December Consumer Prices, Real Income and Industrial Production

KEY DATA: CPI: -0.4%; Excluding Energy: 0%; Food: +0.3%/ Real Earnings: +0.1%/ IP: -0.1%; Manufacturing: +0.3%

IN A NUTSHELL:   “Falling prices may worry some but households are ecstatic and manufacturers are gearing up to meet the growing demand.”

WHAT IT MEANS:  Horrors of horrors, energy prices are falling.  If you watch the business news, that is what you would think.  With another sharp drop in gasoline, the Consumer Price Index posted its largest decline in six years.  So, should we worry?  Not really.  Excluding energy, prices were flat and over the year, non-energy costs were up nearly 2%.  That is not deflation.  The December report was really odd.  There were a large number of components that posted outsized changes.  Apparel and used vehicle prices fell by over 1% while medical goods and energy services rose 1%.  Just about every major category was either up or down by 0.2% or more and that is not a normal pattern.   As for deflation, don’t tell that to people who have to spend a lot of their money on food and utilities.  Those costs were up solidly.  My suggestion: Stop looking at the headline number because when oil turns around, and it just might be starting to do that, the sign will simply change even if the magnitude doesn’t.

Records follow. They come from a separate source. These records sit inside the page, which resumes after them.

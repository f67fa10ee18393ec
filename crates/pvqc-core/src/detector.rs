// SPDX-License-Identifier: MIT OR Apache-2.0

#![forbid(unsafe_code)]

use crate::{ChangePointResult, ExecutionContext, QcError};

/// Batch change point detection over a finite, gap-free sequence.
///
/// Implementations must reject non-finite input rather than skip it; callers
/// compact away missing entries first.
pub trait ChangePointDetector {
    fn detect(
        &self,
        values: &[f64],
        ctx: &ExecutionContext<'_>,
    ) -> Result<ChangePointResult, QcError>;
}
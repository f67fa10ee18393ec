// SPDX-License-Identifier: MIT OR Apache-2.0

#![forbid(unsafe_code)]

pub mod l1;
pub mod l2;
pub mod model;

pub use l1::{CostL1Median, L1MedianCache};
pub use l2::{CostL2Mean, L2Cache};
pub use model::{CostKind, CostModel};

Real earnings rose modestly in December and that is distressing.  When prices fall sharply, if all you can get is a small rise in spending power, there are real problems out there.  This economy would be a lot better off with a little more money going to workers.

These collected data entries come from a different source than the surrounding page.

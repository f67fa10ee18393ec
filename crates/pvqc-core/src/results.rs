// SPDX-License-Identifier: MIT OR Apache-2.0

#![forbid(unsafe_code)]

use crate::{Diagnostics, QcError};

/// Index-space output of a change point detector.
///
/// `breakpoints` are segment end positions and always finish with `n`;
/// `change_points` are the same positions without the terminal `n`.
#[cfg_attr(feature = "serde", derive(serde::Serialize, serde::Deserialize))]
#[derive(Clone, Debug, PartialEq)]
pub struct ChangePointResult {
    pub breakpoints: Vec<usize>,
    pub change_points: Vec<usize>,
    /// Cost reduction achieved by each change point, aligned with `change_points`.
    pub gains: Option<Vec<f64>>,
    pub diagnostics: Diagnostics,
}

/// Checks the breakpoint convention: strictly increasing, in `(0, n]`, ending at `n`.
pub fn validate_breakpoints(n: usize, breakpoints: &[usize]) -> Result<(), QcError> {
    if n == 0 {
        return Err(QcError::insufficient_data(
            "breakpoints require a non-empty sequence; got n=0",
        ));
    }

    let Some(&last) = breakpoints.last() else {
        return Err(QcError::numerical_issue(format!(
            "breakpoints must be non-empty and end with n={n}"
        )));
    };

    let mut prev = 0usize;
    for (idx, &bp) in breakpoints.iter().enumerate() {
        if bp <= prev || bp > n {
            return Err(QcError::numerical_issue(format!(
                "breakpoints[{idx}]={bp} must lie in ({prev}, {n}]"
            )));
        }
        prev = bp;
    }

    if last != n {
        return Err(QcError::numerical_issue(format!(
            "breakpoints must end with n: last={last}, n={n}"
        )));
    }
    Ok(())
}

/// Contiguous `[start, end)` bounds for validated breakpoints.
pub fn segment_bounds(breakpoints: &[usize]) -> Vec<(usize, usize)> {
    let mut bounds = Vec::with_capacity(breakpoints.len());
    let mut start = 0usize;
    for &end in breakpoints {
        bounds.push((start, end));
        start = end;
    }
    bounds
}

impl ChangePointResult {
    pub fn new(
        n: usize,
        breakpoints: Vec<usize>,
        diagnostics: Diagnostics,
    ) -> Result<Self, QcError> {
        validate_breakpoints(n, &breakpoints)?;
        let change_points = breakpoints[..breakpoints.len() - 1].to_vec();
        Ok(Self {
            breakpoints,
            change_points,
            gains: None,
            diagnostics,
        })
    }

    pub fn with_gains(mut self, gains: Vec<f64>) -> Result<Self, QcError> {
        if gains.len() != self.change_points.len() {
            return Err(QcError::numerical_issue(format!(
                "gains length must equal change_points length; got gains={}, change_points={}",
                gains.len(),
                self.change_points.len()
            )));
        }
        self.gains = Some(gains);
        Ok(self)
    }

    /// Length of the analysed sequence.
    pub fn n(&self) -> usize {
        self.breakpoints.last().copied().unwrap_or(0)
    }

    pub fn segment_bounds(&self) -> Vec<(usize, usize)> {
        segment_bounds(&self.breakpoints)
    }
}

#[cfg(test)]
mod tests {
    use super::{ChangePointResult, segment_bounds, validate_breakpoints};
    use crate::Diagnostics;

    #[test]
    fn new_derives_change_points() {
        let result =
            ChangePointResult::new(10, vec![3, 7, 10], Diagnostics::default()).expect("valid");
        assert_eq!(result.change_points, vec![3, 7]);
        assert_eq!(result.n(), 10);
        assert_eq!(result.segment_bounds(), vec![(0, 3), (3, 7), (7, 10)]);
    }

    #[test]
    fn single_segment_has_no_change_points() {
        let result = ChangePointResult::new(5, vec![5], Diagnostics::default()).expect("valid");
        assert!(result.change_points.is_empty());
        assert_eq!(segment_bounds(&result.breakpoints), vec![(0, 5)]);
    }

    #[test]
    fn rejects_malformed_breakpoints() {
        assert!(validate_breakpoints(0, &[]).is_err());
        assert!(validate_breakpoints(5, &[]).is_err());
        assert!(validate_breakpoints(5, &[0, 5]).is_err());
        assert!(validate_breakpoints(5, &[3, 3, 5]).is_err());
        assert!(validate_breakpoints(5, &[3, 6]).is_err());
        let err = validate_breakpoints(5, &[2, 4]).expect_err("missing terminal n");
        assert!(err.to_string().contains("must end with n"));
    }

    #[test]
    fn gains_must_align_with_change_points() {
        let result =
            ChangePointResult::new(8, vec![4, 8], Diagnostics::default()).expect("valid");
        let err = result
            .clone()
            .with_gains(vec![1.0, 2.0])
            .expect_err("misaligned gains");
        assert!(err.to_string().contains("gains length"));
        let with = result.with_gains(vec![12.5]).expect("aligned gains");
        assert_eq!(with.gains, Some(vec![12.5]));
    }
}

It will take additional quarters of strong growth to get to the point in the labor market where businesses will have to start raising wages faster and that growth is likely to occur.  Industrial production fell in December but a warm December (hoorah!) caused utility output to tank.  Meanwhile, manufacturing production rose solidly once again, despite a small pull back in vehicle assembly rates.  The University of Michigan’s mid-month reading of consumer sentiment rose to its highest level in eleven years.  It’s almost as if happy days are here again. The lower gas prices are going to wind up in the economy and better wage gains could trigger robust consumption.

MARKETS AND FED POLICY IMPLICATIONS: The economy is growing solidly and households are a happy bunch of campers once again, so it looks like 2015 should be a really good year.  Strong growth, coupled with oil price stability or even increases, will make people forget the idea of deflation and turn to the more important issue: When will the dam that is holding back wage gains break?  Normally, labor shortages lead to rising wages, which begin slowly once the inability to find workers starts appearing.  That is not happening this time.  Instead, we are creating the next “bubble”, which is the pent-up demand for higher wages.  The longer we go without slowly raising wages, the greater the surge will be.  The Fed may think it has time because labor compensation growth is largely non-existent.  But if my view is correct, when the capitulation occurs, wages will jump, catching the Fed with its rates down.